The column details Rustin's strategic desire to steer the public conversation away from emotional debates and toward structural solutions. He introduces his newly created "Freedom Budget for All Americans," an economic blueprint backed by civil rights and religious leaders to wipe out poverty over a ten-year period. The plan calls for guaranteed public works jobs, a higher minimum wage, and federal investments in integrated housing to cure the root conditions of fear and frustration. Rustin emphasizes that while spectacular street protests were useful in the past, the movement has entered a much more difficult era that requires the steady, sophisticated labor of institutional lobbying and economic reform.
Historical Context
The early days of 1967 marked a highly volatile transition point as the center of gravity for the civil rights movement shifted from the rural South to the urban North. While landmark legislation like the Civil Rights Act of 1964 dismantled legal segregation, it failed to improve the daily material conditions of the northern urban poor. Frustration over substandard housing, police brutality, and severe joblessness boiled over into massive, multi-day explosions of unrest in northern cities, catching the traditional white liberal establishment off guard.

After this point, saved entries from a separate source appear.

//! Transitive module risk aggregation
//!
//! Rolls package capability scores up to modules over the module-level
//! DAG with depth-weighted decay: each direct dependency contributes its
//! own and its subtree's score divided by `depth_index + 2`.

use crate::shared::models::{DependencyGraph, RiskLevel};
use serde::{Deserialize, Serialize};
use std::collections::{BTreeMap, BTreeSet};

#[derive(Debug, Clone, Serialize, Deserialize)]
#[serde(rename_all = "camelCase")]
pub struct ModuleRisk {
    pub module: String,
    pub version: String,
    pub direct_score: u32,
    pub transitive_score: f64,
    pub effective_score: f64,
    pub depth: u32,
    pub risk_level: RiskLevel,
    /// Union of capability names across the module's packages.
    pub capabilities: Vec<String>,
}

/// Module-level DAG projected from package edges, deduplicated.
fn module_edges(graph: &DependencyGraph) -> BTreeMap<&str, BTreeSet<&str>> {
    let mut edges: BTreeMap<&str, BTreeSet<&str>> = BTreeMap::new();
    for (from_pkg, targets) in &graph.edges {
        let Some(from_mod) = graph.module_of(from_pkg) else {
            continue;
        };
        for to_pkg in targets {
            let Some(to_mod) = graph.module_of(to_pkg) else {
                continue;
            };
            if from_mod.path != to_mod.path {
                edges
                    .entry(from_mod.path.as_str())
                    .or_default()
                    .insert(to_mod.path.as_str());
            }
        }
    }
    edges
}

/// Max package capability score within one module.
fn direct_score(graph: &DependencyGraph, module_path: &str) -> u32 {
    graph
        .modules
        .get(module_path)
        .map(|m| {
            m.packages
                .iter()
                .filter_map(|p| graph.packages.get(p))
                .map(|p| p.capabilities.score())
                .max()
                .unwrap_or(0)
        })
        .unwrap_or(0)
}

fn transitive_score(
    graph: &DependencyGraph,
    edges: &BTreeMap<&str, BTreeSet<&str>>,
    module_path: &str,
    visited: &mut BTreeSet<String>,
    memo: &mut BTreeMap<String, f64>,
) -> f64 {
    if let Some(cached) = memo.get(module_path) {
        return *cached;
    }
    if !visited.insert(module_path.to_string()) {
        // Cycle: this module is already on the recursion path.
        return 0.0;
    }
    let mut total = 0.0;
    if let Some(deps) = edges.get(module_path) {
        // BTreeSet iteration gives the deterministic dependency order.
        for (depth_index, dep) in deps.iter().enumerate() {
            let dep_score = direct_score(graph, dep) as f64;
            let dep_transitive = transitive_score(graph, edges, dep, visited, memo);
            total += (dep_score + dep_transitive) / (depth_index as f64 + 2.0);
        }
    }
    visited.remove(module_path);
    memo.insert(module_path.to_string(), total);
    total
}

/// Aggregate every non-main module, sorted by risk descending then path.
pub fn aggregate_modules(graph: &DependencyGraph) -> Vec<ModuleRisk> {
    let edges = module_edges(graph);
    let mut memo = BTreeMap::new();

    let mut out: Vec<ModuleRisk> = graph
        .dependency_modules()
        .map(|module| {
            let direct = direct_score(graph, &module.path);
            let transitive = transitive_score(
                graph,
                &edges,
                &module.path,
                &mut BTreeSet::new(),
                &mut memo,
            );
            let effective = (direct as f64 + transitive / 2.0).min(100.0);

            let mut caps: BTreeSet<&'static str> = BTreeSet::new();
            for pkg_path in &module.packages {
                if let Some(pkg) = graph.packages.get(pkg_path) {
                    caps.extend(pkg.capabilities.names());
                }
            }

            ModuleRisk {
                module: module.path.clone(),
                version: module.version.clone(),
                direct_score: direct,
                transitive_score: transitive,
                effective_score: effective,
                depth: graph.module_depth(&module.path),
                risk_level: RiskLevel::from_composite(effective),
                capabilities: caps.into_iter().map(String::from).collect(),
            }
        })
        .collect();

    out.sort_by(|a, b| {
        b.risk_level
            .cmp(&a.risk_level)
            .then_with(|| a.module.cmp(&b.module))
    });
    out
}

#[cfg(test)]
mod tests {
    use super::*;
    use crate::shared::models::{
        Capability, CapabilitySet, Evidence, EvidenceVia, Language, Module, Package,
    };

    fn cap_set(caps: &[Capability]) -> CapabilitySet {
        let mut set = CapabilitySet::new();
        for cap in caps {
            set.add(
                *cap,
                Evidence::new("f.go", 1, "x", EvidenceVia::Import, 0.9),
            );
        }
        set
    }

    fn module(graph: &mut DependencyGraph, path: &str, caps: &[Capability]) {
        graph.modules.insert(
            path.into(),
            Module {
                path: path.into(),
                version: "v1.0.0".into(),
                packages: vec![path.into()],
                ..Default::default()
            },
        );
        graph.packages.insert(
            path.into(),
            Package {
                import_path: path.into(),
                name: path.rsplit('/').next().unwrap().into(),
                module_ref: path.into(),
                capabilities: cap_set(caps),
                ..Default::default()
            },
        );
    }

    fn fixture() -> DependencyGraph {
        // app -> a -> b ; a has network (15), b has exec (20)
        let mut main = Module {
            path: "app".into(),
            is_main: true,
            packages: vec!["app".into()],
            ..Default::default()
        };
        main.version = String::new();
        let mut graph = DependencyGraph::new(Language::Go, main);
        graph.packages.insert(
            "app".into(),
            Package {
                import_path: "app".into(),
                name: "main".into(),
                module_ref: "app".into(),
                ..Default::default()
            },
        );
        module(&mut graph, "dep/a", &[Capability::Network]);
        module(&mut graph, "dep/b", &[Capability::Exec]);
        graph.edges.insert("app".into(), vec!["dep/a".into()]);
        graph.edges.insert("dep/a".into(), vec!["dep/b".into()]);
        graph
    }

    #[test]
    fn test_direct_and_transitive_scores() {
        let graph = fixture();
        let risks = aggregate_modules(&graph);
        let a = risks.iter().find(|r| r.module == "dep/a").unwrap();
        let b = risks.iter().find(|r| r.module == "dep/b").unwrap();

        assert_eq!(b.direct_score, 20);
        assert_eq!(b.transitive_score, 0.0);
        assert_eq!(b.effective_score, 20.0);

        assert_eq!(a.direct_score, 15);
        // one dep at depth_index 0: (20 + 0) / 2 = 10
        assert!((a.transitive_score - 10.0).abs() < 1e-9);
        assert!((a.effective_score - 20.0).abs() < 1e-9);
    }

    #[test]
    fn test_effective_score_capped() {
        let mut graph = fixture();
        // give a an absurd direct set
        let caps: Vec<Capability> = Capability::ALL.to_vec();
        graph.packages.get_mut("dep/a").unwrap().capabilities = cap_set(&caps);
        let risks = aggregate_modules(&graph);
        let a = risks.iter().find(|r| r.module == "dep/a").unwrap();
        assert_eq!(a.direct_score, 110);
        assert_eq!(a.effective_score, 100.0);
    }

    #[test]
    fn test_cycle_broken() {
        let mut graph = fixture();
        graph.edges.insert("dep/b".into(), vec!["dep/a".into()]);
        // must terminate
        let risks = aggregate_modules(&graph);
        assert_eq!(risks.len(), 2);
    }

    #[test]
    fn test_sorted_risk_desc_then_path() {
        let graph = fixture();
        let risks = aggregate_modules(&graph);
        for pair in risks.windows(2) {
            let ge = pair[0].risk_level > pair[1].risk_level
                || (pair[0].risk_level == pair[1].risk_level
                    && pair[0].module <= pair[1].module);
            assert!(ge);
        }
    }

    #[test]
    fn test_depth() {
        let graph = fixture();
        let risks = aggregate_modules(&graph);
        assert_eq!(risks.iter().find(|r| r.module == "dep/a").unwrap().depth, 1);
        assert_eq!(risks.iter().find(|r| r.module == "dep/b").unwrap().depth, 2);
    }
}
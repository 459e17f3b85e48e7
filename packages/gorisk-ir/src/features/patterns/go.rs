//! Go pattern table
//!
//! Import paths are standard-library packages whose presence implies a
//! capability; call-site keys are `<pkgShort>.<Func>` after alias
//! resolution.

use super::LanguageTable;
use crate::shared::models::Language;

pub static TABLE: LanguageTable = LanguageTable {
    language: Language::Go,
    imports: &[
        ("os/exec", &["exec"]),
        ("os", &["env", "fs:read", "fs:write"]),
        ("os/user", &["env"]),
        ("io/ioutil", &["fs:read", "fs:write"]),
        ("syscall", &["unsafe", "exec"]),
        ("unsafe", &["unsafe"]),
        ("plugin", &["plugin"]),
        ("reflect", &["reflect"]),
        ("net", &["network"]),
        ("net/http", &["network"]),
        ("net/rpc", &["network"]),
        ("net/smtp", &["network"]),
        ("crypto/aes", &["crypto"]),
        ("crypto/cipher", &["crypto"]),
        ("crypto/des", &["crypto"]),
        ("crypto/ecdsa", &["crypto"]),
        ("crypto/ed25519", &["crypto"]),
        ("crypto/hmac", &["crypto"]),
        ("crypto/md5", &["crypto"]),
        ("crypto/rand", &["crypto"]),
        ("crypto/rsa", &["crypto"]),
        ("crypto/sha1", &["crypto"]),
        ("crypto/sha256", &["crypto"]),
        ("crypto/sha512", &["crypto"]),
        ("crypto/tls", &["crypto", "network"]),
    ],
    call_sites: &[
        // subprocess execution
        ("exec.Command", &["exec"]),
        ("exec.CommandContext", &["exec"]),
        ("os.StartProcess", &["exec"]),
        ("syscall.Exec", &["exec"]),
        ("syscall.ForkExec", &["exec"]),
        // environment
        ("os.Getenv", &["env"]),
        ("os.LookupEnv", &["env"]),
        ("os.Setenv", &["env"]),
        ("os.Environ", &["env"]),
        ("os.ExpandEnv", &["env"]),
        // filesystem
        ("os.Open", &["fs:read"]),
        ("os.ReadFile", &["fs:read"]),
        ("os.ReadDir", &["fs:read"]),
        ("ioutil.ReadFile", &["fs:read"]),
        ("ioutil.ReadDir", &["fs:read"]),
        ("os.Create", &["fs:write"]),
        ("os.OpenFile", &["fs:write"]),
        ("os.WriteFile", &["fs:write"]),
        ("os.Mkdir", &["fs:write"]),
        ("os.MkdirAll", &["fs:write"]),
        ("os.Remove", &["fs:write"]),
        ("os.RemoveAll", &["fs:write"]),
        ("os.Rename", &["fs:write"]),
        ("ioutil.WriteFile", &["fs:write"]),
        // network
        ("http.Get", &["network"]),
        ("http.Post", &["network"]),
        ("http.PostForm", &["network"]),
        ("http.Head", &["network"]),
        ("http.NewRequest", &["network"]),
        ("http.ListenAndServe", &["network"]),
        ("http.ListenAndServeTLS", &["network"]),
        ("net.Dial", &["network"]),
        ("net.DialTimeout", &["network"]),
        ("net.Listen", &["network"]),
        ("tls.Dial", &["network", "crypto"]),
        ("tls.Listen", &["network", "crypto"]),
        // dynamic loading
        ("plugin.Open", &["plugin"]),
        // reflection
        ("reflect.ValueOf", &["reflect"]),
        ("reflect.TypeOf", &["reflect"]),
        ("reflect.New", &["reflect"]),
        // crypto
        ("rand.Read", &["crypto"]),
        ("aes.NewCipher", &["crypto"]),
        ("rsa.GenerateKey", &["crypto"]),
        ("sha256.Sum256", &["crypto"]),
        ("hmac.New", &["crypto"]),
    ],
};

This shifting tactical landscape became even more complex due to the heavy financial drain of the escalating Vietnam War. As the United States poured billions of dollars into military operations overseas, President Lyndon B. Johnson was forced to cut funding for his domestic anti-poverty programs, creating an environment of competitive scarcity at home. Rustin's analysis captures the precise historical window where the breakdown of the traditional civil rights coalition became visible. By publicizing his economic blueprint in a prominent religious journal, Rustin sought to convince church leaders and labor unions to unite and pressure a hostile Congress for wealth redistribution before the movement completely dissolved into separate, violent factions.
Bannon, Anthony. "Bayard Rustin: The Rioters Are Learning." National Catholic Reporter, January 11, 1967, p. 2.